**Given records:**
--- START ---

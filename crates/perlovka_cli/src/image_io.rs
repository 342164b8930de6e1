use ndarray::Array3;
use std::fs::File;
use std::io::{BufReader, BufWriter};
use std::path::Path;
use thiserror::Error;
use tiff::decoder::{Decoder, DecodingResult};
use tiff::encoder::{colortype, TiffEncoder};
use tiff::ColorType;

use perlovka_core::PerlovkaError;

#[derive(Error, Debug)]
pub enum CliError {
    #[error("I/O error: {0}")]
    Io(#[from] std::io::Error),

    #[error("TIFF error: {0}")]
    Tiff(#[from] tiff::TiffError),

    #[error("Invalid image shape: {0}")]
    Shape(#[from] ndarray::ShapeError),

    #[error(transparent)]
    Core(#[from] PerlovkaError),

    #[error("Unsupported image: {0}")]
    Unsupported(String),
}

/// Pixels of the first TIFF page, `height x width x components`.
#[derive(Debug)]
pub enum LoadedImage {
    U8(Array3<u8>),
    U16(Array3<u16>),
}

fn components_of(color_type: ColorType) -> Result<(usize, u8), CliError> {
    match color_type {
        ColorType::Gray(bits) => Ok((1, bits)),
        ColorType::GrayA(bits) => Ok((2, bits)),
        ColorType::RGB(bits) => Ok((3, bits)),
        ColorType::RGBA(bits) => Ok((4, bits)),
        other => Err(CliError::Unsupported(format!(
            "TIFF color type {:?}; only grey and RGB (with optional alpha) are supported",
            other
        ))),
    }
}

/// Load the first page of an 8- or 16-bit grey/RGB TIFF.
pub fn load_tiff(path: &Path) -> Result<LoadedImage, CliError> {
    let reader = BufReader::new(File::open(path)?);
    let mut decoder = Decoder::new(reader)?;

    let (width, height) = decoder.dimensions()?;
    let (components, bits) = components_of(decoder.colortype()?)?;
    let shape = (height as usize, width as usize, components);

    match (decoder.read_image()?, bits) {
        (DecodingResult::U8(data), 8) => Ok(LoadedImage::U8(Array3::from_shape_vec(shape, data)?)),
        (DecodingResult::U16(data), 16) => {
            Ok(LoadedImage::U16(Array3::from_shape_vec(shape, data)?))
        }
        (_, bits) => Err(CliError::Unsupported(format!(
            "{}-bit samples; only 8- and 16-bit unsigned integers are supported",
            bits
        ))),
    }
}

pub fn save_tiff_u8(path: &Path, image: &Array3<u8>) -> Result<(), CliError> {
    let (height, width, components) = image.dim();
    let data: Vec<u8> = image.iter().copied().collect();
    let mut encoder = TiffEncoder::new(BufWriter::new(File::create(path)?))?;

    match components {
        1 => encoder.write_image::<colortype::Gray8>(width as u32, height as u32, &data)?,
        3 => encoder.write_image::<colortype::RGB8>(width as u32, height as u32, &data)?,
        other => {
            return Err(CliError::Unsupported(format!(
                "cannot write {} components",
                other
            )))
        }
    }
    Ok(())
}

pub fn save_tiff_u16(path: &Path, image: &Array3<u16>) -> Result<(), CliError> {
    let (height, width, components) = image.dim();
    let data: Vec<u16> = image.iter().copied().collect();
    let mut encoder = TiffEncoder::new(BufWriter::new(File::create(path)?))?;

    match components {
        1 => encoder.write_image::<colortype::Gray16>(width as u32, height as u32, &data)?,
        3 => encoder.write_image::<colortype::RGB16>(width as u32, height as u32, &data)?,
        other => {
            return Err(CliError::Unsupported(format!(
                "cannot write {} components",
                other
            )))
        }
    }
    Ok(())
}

--- END ---
--- START ---

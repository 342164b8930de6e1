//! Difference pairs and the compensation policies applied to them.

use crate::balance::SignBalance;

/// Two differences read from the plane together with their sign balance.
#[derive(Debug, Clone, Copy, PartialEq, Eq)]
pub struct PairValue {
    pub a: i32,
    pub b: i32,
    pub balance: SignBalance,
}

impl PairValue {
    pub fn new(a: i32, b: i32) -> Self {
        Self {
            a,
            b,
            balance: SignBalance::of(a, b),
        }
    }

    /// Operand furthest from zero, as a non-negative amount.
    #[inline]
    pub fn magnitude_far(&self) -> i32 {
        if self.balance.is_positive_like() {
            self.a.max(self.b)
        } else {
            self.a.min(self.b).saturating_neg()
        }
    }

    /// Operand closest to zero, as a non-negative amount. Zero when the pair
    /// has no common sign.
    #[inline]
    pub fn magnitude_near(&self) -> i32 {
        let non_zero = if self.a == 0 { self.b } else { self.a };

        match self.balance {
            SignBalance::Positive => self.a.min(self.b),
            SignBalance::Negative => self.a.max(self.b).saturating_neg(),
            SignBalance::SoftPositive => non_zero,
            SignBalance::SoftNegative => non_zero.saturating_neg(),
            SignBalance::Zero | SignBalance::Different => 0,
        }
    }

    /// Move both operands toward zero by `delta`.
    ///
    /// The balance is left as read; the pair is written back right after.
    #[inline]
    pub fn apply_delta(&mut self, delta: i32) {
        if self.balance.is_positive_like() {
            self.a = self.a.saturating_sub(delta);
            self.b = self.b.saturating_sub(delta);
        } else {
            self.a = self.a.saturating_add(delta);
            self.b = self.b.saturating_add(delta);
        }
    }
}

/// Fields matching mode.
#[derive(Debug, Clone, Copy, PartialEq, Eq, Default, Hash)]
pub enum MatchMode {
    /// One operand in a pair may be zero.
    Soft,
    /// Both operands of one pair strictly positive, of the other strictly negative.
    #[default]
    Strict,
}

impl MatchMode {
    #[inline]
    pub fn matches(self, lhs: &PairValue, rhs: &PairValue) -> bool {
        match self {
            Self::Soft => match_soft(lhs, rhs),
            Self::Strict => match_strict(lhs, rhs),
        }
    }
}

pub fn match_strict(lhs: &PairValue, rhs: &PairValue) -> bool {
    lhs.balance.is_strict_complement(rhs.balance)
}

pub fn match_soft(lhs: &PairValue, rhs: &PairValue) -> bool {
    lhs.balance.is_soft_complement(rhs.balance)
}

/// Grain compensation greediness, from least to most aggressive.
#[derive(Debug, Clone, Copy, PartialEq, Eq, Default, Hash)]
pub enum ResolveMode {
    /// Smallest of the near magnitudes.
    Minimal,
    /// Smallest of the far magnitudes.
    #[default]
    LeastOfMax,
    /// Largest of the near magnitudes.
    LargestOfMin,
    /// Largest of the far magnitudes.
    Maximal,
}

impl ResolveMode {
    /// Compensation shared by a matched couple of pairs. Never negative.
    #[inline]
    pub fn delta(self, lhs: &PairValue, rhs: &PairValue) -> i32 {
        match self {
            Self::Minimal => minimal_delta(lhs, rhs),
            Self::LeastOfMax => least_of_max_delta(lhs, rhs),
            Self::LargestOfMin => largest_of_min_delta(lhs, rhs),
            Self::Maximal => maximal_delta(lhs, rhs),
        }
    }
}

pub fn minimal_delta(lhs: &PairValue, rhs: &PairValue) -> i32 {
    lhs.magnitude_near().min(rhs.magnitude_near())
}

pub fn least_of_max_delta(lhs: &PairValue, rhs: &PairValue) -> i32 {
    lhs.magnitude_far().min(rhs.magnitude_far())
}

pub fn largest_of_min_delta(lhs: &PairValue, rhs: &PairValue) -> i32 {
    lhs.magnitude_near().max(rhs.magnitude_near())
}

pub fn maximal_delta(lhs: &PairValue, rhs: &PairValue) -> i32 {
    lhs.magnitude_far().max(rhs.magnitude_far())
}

--- END ---
--- START ---

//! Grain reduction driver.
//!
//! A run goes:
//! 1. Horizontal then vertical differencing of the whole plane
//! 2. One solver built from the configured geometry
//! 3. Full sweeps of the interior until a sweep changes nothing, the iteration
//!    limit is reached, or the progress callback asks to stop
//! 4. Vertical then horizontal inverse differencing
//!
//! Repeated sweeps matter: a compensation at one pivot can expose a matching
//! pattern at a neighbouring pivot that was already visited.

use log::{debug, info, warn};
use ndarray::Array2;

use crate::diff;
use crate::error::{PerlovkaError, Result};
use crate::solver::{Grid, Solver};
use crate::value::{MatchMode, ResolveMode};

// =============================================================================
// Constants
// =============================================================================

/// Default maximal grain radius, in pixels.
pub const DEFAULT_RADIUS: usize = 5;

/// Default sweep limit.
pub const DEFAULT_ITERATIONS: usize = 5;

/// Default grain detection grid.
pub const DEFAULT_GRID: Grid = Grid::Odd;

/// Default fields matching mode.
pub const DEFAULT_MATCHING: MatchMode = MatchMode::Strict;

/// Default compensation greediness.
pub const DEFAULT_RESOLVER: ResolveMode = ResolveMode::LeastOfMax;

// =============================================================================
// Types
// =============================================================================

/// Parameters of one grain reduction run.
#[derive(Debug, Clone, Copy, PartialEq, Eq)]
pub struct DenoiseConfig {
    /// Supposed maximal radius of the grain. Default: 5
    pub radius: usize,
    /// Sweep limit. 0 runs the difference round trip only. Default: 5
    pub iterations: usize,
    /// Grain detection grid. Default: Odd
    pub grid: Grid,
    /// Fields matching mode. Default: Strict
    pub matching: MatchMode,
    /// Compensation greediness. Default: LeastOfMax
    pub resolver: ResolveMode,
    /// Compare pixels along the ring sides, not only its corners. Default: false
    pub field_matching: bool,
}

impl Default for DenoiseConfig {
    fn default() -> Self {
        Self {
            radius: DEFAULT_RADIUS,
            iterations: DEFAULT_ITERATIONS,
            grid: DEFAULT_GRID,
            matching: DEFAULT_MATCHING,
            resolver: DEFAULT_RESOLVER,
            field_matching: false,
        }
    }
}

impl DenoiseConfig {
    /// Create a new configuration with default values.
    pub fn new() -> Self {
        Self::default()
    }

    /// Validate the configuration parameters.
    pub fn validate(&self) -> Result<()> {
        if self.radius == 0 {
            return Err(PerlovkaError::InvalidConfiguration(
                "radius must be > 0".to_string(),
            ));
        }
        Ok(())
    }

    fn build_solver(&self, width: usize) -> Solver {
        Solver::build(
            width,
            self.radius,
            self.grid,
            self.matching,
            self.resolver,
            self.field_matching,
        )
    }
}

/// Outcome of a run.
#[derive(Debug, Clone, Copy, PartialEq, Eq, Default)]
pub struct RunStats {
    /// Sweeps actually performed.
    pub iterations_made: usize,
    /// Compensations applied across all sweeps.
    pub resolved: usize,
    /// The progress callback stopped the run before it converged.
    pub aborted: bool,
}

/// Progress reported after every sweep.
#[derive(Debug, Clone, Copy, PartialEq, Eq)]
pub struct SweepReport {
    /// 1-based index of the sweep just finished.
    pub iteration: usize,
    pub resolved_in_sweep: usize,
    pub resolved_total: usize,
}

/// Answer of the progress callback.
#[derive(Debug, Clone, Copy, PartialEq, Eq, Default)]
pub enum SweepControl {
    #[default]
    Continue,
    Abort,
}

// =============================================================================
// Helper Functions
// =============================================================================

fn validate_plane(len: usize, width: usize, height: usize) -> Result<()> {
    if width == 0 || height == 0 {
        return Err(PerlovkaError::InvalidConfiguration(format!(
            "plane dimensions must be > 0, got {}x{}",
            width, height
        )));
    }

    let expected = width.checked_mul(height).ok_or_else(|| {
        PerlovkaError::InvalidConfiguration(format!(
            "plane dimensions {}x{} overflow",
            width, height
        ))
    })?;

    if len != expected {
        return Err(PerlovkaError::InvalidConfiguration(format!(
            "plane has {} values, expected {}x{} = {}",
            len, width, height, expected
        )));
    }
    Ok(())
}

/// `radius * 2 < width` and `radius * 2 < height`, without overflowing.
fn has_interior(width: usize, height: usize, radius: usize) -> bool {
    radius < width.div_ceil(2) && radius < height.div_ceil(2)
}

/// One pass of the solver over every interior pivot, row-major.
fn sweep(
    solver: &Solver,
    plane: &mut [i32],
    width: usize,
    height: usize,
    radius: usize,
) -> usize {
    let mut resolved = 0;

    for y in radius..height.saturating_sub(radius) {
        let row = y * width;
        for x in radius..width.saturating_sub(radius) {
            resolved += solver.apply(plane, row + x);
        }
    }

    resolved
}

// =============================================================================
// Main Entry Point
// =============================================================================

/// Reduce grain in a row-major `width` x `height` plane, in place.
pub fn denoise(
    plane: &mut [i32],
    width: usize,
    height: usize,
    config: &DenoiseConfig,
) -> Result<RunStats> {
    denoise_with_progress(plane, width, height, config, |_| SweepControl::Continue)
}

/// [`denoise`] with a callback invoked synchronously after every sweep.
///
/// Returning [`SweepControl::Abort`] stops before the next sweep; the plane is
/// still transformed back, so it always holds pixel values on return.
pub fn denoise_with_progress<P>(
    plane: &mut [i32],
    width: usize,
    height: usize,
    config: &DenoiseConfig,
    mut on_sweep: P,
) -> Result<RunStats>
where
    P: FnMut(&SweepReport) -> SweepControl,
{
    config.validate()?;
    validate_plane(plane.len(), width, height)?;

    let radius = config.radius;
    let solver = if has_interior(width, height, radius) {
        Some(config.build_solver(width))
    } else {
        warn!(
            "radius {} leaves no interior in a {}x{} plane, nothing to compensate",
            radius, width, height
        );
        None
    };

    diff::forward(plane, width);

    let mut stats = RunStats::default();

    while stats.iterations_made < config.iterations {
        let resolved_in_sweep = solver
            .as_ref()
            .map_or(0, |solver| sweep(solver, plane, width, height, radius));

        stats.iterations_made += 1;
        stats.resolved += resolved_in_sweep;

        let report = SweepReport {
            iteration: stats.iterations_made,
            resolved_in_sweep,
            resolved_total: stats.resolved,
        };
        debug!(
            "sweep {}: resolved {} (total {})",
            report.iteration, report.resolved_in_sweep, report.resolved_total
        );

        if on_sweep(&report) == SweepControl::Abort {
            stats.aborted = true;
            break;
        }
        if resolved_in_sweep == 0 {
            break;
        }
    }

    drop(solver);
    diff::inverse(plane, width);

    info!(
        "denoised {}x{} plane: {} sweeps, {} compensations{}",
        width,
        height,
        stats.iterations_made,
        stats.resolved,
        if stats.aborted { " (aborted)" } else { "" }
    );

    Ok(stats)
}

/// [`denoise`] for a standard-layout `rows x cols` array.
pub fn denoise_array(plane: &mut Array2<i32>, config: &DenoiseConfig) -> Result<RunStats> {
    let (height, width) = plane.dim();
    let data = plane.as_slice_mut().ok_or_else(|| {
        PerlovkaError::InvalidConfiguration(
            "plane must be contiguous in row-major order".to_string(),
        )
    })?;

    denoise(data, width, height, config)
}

--- END ---

**What needs to be done:** Show a copy of each line from the records above in which the string "false" occurs.

**Exercise output:**
    /// Compare pixels along the ring sides, not only its corners. Default: false
            field_matching: false,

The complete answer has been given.